It was also on that day in 1843 that Kauikeaouli announced “ua mau ke ea o ka ‘āina i ka pono,” which means the “the sovereignty of the land has been continued because it is pono [right or just].” This became Kauikeaoli and the Kingdom’s motto, especially as later that year the Hawaiian nation became recognized through a joint declaration by Great Britain and France as a sovereign independent nation-state and member of the family of nations on November 28. This day is another Hawaiian national holiday called Lā Kū‘oko‘a or Hawaiian Independence Day. Ironically though, when Hawai‘i was wrongly incorporated as a state in 1959, the State of Hawai‘i appropriated this motto for itself. Let me be clearer, this motto celebrates Hawaiian national sovereignty, particularly after it was restored and recognized in 1843, but it is declared the motto of the State of Hawai‘i, which is under the alleged sovereign power of the U.S. nation. In this instance, we see how sovereignty and nationalism collide under settler colonial recognition.

In another contradictory example, President Bill Clinton signed U.S. Public Law 103-150, that is colloquially known as the Apology Resolution which, “Acknowledges that the overthrow of the Kingdom of Hawai‘i [on January 17, 1893] occurred with the active participation of agents and citizens of the U.S. and further acknowledges that the Native Hawaiian people never directly relinquished to the U.S. their claims to their inherent sovereignty as a people over their national lands.” Yet, this resolution also contends, “Nothing in this Joint Resolution is intended to serve as a settlement of any claims against the U.S.” While the U.S. federal government acknowledges and apologizes for illegally overthrowing the Hawaiian Kingdom, its recognition of Hawaiian sovereignty then and now maintains a precariousness and anxiousness in its sanctioned regime of power. “We recognize we’ve done wrong,” they say. Accepting such recognition means acquiescing or consenting to the power of another and subverting one’s own control of what constitutes “wrong.” For example, the Department of Interior’s Advanced Notice for Proposed Rule Making hopes to recognize a Hawaiian government, but any potential consent to federal recognition would subordinate self-recognition of the Hawaiian Nation. And, that doesn’t sound like self-determination to me. The policies and politics proffered by settler colonial states, from the U.S. to Canada to Australia and elsewhere, to recognize Indigenous peoples’ sovereignty are always unequal and unfair exchanges of power.

Therefore, even in the landscape of Hawai‘i’s sovereignty being restored and recognized, Hawai‘i is illegally occupied by the U.S, especially vis-à-vis militarization. Its military command of the Pacific called PACOM is stationed there. One fifth, about 300,000 personnel, of the U.S.’s active-duty military force is stationed at the U.S. Pacific Command.

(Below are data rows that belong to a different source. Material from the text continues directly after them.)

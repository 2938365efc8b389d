// This Source Code Form is subject to the terms of the Mozilla Public
// License, v. 2.0. If a copy of the MPL was not distributed with this
// file, You can obtain one at http://mozilla.org/MPL/2.0/.

//! Tree-shaped summaries of libraries, views and flagging results, and the
//! warnings collected while arguments are parsed.

use std::{
    borrow::Cow,
    sync::{Mutex, PoisonError},
};

use log::{info, warn};

lazy_static::lazy_static! {
    static ref WARNINGS: Mutex<Vec<Cow<'static, str>>> = Mutex::new(vec![]);
}

/// Lay out blocks of lines under a tree. The first line of each block hangs
/// off the tree; the rest of the block is indented beneath it.
fn render_tree(blocks: &[Vec<Cow<'static, str>>]) -> Vec<String> {
    let mut lines = vec![];
    for (i_block, block) in blocks.iter().enumerate() {
        let last_block = i_block + 1 == blocks.len();
        let (branch, trunk) = if last_block { ('└', ' ') } else { ('├', '│') };
        for (i_line, line) in block.iter().enumerate() {
            if i_line == 0 {
                lines.push(format!("{branch} {line}"));
            } else {
                lines.push(format!("{trunk}   {line}"));
            }
        }
    }
    lines
}

/// A titled summary, logged at the info level.
pub(crate) struct InfoPrinter {
    title: Cow<'static, str>,
    blocks: Vec<Vec<Cow<'static, str>>>,
}

impl InfoPrinter {
    pub(crate) fn new(title: Cow<'static, str>) -> Self {
        Self {
            title,
            blocks: vec![],
        }
    }

    pub(crate) fn push_line(&mut self, line: Cow<'static, str>) {
        self.blocks.push(vec![line]);
    }

    /// Lines that belong together, e.g. the CalFroms of one application.
    /// Empty blocks are dropped.
    pub(crate) fn push_block(&mut self, block: Vec<Cow<'static, str>>) {
        if !block.is_empty() {
            self.blocks.push(block);
        }
    }

    fn lines(&self) -> Vec<String> {
        render_tree(&self.blocks)
    }

    pub(crate) fn display(self) {
        info!("{}", console::style(&self.title).bold());
        for line in self.lines() {
            info!("{line}");
        }
        info!("");
    }
}

/// Something to tell the user about once argument parsing is done.
pub(crate) trait Warn {
    fn warn(self);
}

impl<T: Into<Cow<'static, str>>> Warn for T {
    fn warn(self) {
        WARNINGS
            .lock()
            .unwrap_or_else(PoisonError::into_inner)
            .push(self.into());
    }
}

/// Log any warnings collected while arguments were parsed into parameters,
/// then forget them.
pub(crate) fn display_warnings() {
    let warnings = std::mem::take(&mut *WARNINGS.lock().unwrap_or_else(PoisonError::into_inner));
    if warnings.is_empty() {
        return;
    }
    let blocks = warnings.into_iter().map(|w| vec![w]).collect::<Vec<_>>();
    warn!("{}", console::style("Warnings").bold());
    for line in render_tree(&blocks) {
        warn!("{line}");
    }
    warn!("");
}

Along with veterans living in Hawai‘i, the military population present in Hawai‘i accounts for approximately twenty percent of the entire population. I imagine, also, that this number is much higher now since those estimates in 2008. Although Lā Ho‘iho‘i Ea is a day to celebrate Hawaiian sovereignty, the restoration and recognition in 1843 requires us to sincerely link and examine the ways de-occupation, de-colonization, and anti-capitalist movements by Kānaka Maoli (Native Hawaiians) and our allies continuously fight against racism, settler colonialism, and capitalist development.

In specific, the illegal overthrow of the Hawaiian Kingdom by the white supremacist U.S. military-backed oligarchy in 1893 opened the door for the military industrial complex as well as capitalist developments that dispossess Hawaiians of our ‘āina or land and eliminate us through displacement from ancestral lands and by genocide. As a result of imperialism, westernization, and Americanization from 1778 to 1900, the Hawaiian population decreased dramatically from 800,000 to a mere 40,000; a rate of ninety-five percent. Now, settler colonial dispossession and elimination is much more subtle, being facilitated through the settler colonial state in racist legislation, militourism, criminalization, and also astronomy industry development. Enter the struggle over the sacred mountain Mauna a Wākea from desecration and destruction at the hands of the Thirty Meter Telescope (TMT).

The construction of TMT is led by the Thirty Meter International Observatory LLC (TIO), which is financially backed by international astronomy organizations from Japan, China, India, Canada, and the U.S. Their support contributes to approximately $1.4 billion in research and development funds. It is also supported by various institutions of Hawai‘i’s settler state, including the University of Hawai‘i, Department of Land and Natural Resources, and previously the Office of Hawaiian Affairs. The TMT proposes to be an 18-story high industrial telescope complex that would extend 20 feet down into the sacred piko or navel at Mauna a Wākea and span more than eight acres at the mountain’s northern summit. In 1986, the University was granted a lease by the state to build “an observatory” on Mauna Kea. Today, there are thirteen telescopes on this mountain. With the University leasing the land for almost nothing, the TMT is proposed to be next, and it would be the second largest in the world. The construction of TMT violates state laws to protect conservation districts and appropriately survey environmental impacts. It would adversely affect the maintenance of natural resources in Hawai‘i. And, its development infringes upon the Indigenous rights of Kānaka Maoli, particular related to gathering rights and religious freedom rights.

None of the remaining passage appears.